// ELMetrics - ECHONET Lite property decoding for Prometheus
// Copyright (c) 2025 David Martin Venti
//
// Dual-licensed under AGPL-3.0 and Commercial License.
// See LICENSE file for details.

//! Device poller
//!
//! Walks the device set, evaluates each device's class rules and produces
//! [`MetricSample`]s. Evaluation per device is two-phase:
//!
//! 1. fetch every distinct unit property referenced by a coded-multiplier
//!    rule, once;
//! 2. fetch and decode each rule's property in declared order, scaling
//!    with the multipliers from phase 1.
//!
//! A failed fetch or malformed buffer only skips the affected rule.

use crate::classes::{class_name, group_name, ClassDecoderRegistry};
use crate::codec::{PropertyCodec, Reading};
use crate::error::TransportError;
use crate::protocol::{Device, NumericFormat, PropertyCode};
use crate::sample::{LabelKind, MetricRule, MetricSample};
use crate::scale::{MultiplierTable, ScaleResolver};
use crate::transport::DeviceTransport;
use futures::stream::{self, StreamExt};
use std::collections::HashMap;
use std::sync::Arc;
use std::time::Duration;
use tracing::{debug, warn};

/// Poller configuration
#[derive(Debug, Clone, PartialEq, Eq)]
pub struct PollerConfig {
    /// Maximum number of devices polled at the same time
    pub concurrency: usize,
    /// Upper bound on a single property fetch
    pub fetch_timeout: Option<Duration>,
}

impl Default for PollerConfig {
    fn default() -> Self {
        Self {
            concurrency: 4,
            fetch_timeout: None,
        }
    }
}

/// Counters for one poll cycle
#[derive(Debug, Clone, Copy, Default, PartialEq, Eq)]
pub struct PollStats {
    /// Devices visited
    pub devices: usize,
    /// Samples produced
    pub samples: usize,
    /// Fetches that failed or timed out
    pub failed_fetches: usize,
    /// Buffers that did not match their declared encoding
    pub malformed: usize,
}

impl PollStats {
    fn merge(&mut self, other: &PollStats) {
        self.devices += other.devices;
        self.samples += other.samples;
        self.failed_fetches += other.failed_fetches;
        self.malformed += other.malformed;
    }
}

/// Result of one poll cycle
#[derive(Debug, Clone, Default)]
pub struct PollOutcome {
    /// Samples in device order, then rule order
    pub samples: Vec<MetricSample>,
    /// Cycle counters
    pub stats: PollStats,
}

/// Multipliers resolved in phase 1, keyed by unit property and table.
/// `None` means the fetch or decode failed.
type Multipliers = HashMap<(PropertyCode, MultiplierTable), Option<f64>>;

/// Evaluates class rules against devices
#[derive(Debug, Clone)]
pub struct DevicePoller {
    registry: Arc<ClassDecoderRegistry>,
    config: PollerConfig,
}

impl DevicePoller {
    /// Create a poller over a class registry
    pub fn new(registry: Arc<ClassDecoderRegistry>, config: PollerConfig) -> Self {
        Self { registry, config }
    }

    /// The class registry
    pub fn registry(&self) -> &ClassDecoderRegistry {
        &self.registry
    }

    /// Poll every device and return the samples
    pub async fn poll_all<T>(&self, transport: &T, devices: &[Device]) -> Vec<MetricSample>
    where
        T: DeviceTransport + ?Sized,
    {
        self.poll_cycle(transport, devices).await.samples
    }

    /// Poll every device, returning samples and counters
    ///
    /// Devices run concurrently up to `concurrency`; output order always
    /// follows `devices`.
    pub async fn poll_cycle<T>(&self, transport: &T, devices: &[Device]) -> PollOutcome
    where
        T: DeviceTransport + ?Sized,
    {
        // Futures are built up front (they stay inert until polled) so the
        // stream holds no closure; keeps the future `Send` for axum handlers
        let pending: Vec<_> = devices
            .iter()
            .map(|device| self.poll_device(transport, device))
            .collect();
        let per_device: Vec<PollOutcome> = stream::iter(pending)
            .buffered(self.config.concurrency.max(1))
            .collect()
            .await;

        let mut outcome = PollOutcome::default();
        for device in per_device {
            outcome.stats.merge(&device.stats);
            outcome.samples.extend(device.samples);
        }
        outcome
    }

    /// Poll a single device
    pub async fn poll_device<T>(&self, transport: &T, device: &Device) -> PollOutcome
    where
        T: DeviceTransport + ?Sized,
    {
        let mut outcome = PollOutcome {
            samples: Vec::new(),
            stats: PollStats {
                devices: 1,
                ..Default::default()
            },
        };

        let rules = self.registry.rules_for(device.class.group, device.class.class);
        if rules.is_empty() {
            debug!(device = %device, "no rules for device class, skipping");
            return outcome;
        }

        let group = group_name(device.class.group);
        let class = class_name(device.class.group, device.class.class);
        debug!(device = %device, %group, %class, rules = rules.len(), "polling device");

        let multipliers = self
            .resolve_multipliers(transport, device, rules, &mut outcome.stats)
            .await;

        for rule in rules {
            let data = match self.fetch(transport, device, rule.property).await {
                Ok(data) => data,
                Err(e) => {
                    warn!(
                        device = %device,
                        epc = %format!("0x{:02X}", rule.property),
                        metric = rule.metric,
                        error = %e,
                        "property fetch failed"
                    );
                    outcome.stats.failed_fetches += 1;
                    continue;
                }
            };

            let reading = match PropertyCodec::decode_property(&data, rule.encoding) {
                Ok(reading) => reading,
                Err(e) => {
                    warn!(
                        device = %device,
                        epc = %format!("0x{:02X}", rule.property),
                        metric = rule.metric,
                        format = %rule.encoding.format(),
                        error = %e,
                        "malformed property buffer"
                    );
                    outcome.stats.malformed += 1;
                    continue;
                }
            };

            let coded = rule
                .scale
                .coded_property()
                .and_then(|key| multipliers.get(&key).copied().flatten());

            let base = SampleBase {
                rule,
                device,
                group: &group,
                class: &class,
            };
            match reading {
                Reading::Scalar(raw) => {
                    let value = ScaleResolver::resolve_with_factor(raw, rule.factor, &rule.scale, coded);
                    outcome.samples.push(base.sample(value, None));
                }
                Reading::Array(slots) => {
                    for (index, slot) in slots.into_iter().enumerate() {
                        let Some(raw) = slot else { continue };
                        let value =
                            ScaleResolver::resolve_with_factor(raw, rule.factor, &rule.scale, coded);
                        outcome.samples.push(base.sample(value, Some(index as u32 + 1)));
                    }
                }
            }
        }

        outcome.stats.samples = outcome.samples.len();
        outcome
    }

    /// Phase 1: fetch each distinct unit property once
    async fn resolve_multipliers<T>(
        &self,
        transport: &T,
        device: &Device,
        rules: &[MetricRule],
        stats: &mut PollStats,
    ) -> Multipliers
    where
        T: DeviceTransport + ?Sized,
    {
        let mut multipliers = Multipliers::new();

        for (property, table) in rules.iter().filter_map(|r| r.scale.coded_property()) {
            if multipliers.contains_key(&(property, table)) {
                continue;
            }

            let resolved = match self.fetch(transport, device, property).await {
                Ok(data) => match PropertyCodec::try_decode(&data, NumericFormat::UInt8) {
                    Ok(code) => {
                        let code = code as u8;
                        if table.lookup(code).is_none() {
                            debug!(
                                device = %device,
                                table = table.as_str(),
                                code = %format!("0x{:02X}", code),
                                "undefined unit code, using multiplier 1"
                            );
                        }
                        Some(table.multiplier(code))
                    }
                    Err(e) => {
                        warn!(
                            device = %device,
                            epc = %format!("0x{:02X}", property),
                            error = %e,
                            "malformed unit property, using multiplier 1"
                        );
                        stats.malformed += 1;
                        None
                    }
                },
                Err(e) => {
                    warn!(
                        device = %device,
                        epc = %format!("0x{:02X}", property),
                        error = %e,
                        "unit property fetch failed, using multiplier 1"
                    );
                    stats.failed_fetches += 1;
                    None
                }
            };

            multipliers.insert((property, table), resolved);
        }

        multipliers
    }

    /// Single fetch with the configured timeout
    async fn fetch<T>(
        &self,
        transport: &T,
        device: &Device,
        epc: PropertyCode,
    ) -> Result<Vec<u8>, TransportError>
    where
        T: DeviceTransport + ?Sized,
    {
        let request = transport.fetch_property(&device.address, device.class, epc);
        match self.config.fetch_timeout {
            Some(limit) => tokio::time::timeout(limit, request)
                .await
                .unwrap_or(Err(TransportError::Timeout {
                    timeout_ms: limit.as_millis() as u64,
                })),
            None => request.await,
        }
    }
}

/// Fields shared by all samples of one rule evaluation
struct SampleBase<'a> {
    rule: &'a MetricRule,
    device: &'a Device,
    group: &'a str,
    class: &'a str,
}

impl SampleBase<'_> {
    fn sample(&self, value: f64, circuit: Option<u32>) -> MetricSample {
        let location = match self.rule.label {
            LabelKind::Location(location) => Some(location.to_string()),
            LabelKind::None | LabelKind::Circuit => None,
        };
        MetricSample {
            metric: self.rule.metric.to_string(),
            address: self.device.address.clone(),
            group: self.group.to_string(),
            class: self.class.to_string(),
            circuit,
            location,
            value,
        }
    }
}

-------

◆ What you should do ◆
In the listing above, count each line that holds the word "MetricRule" and report the number alone.

◆ Response ◆
3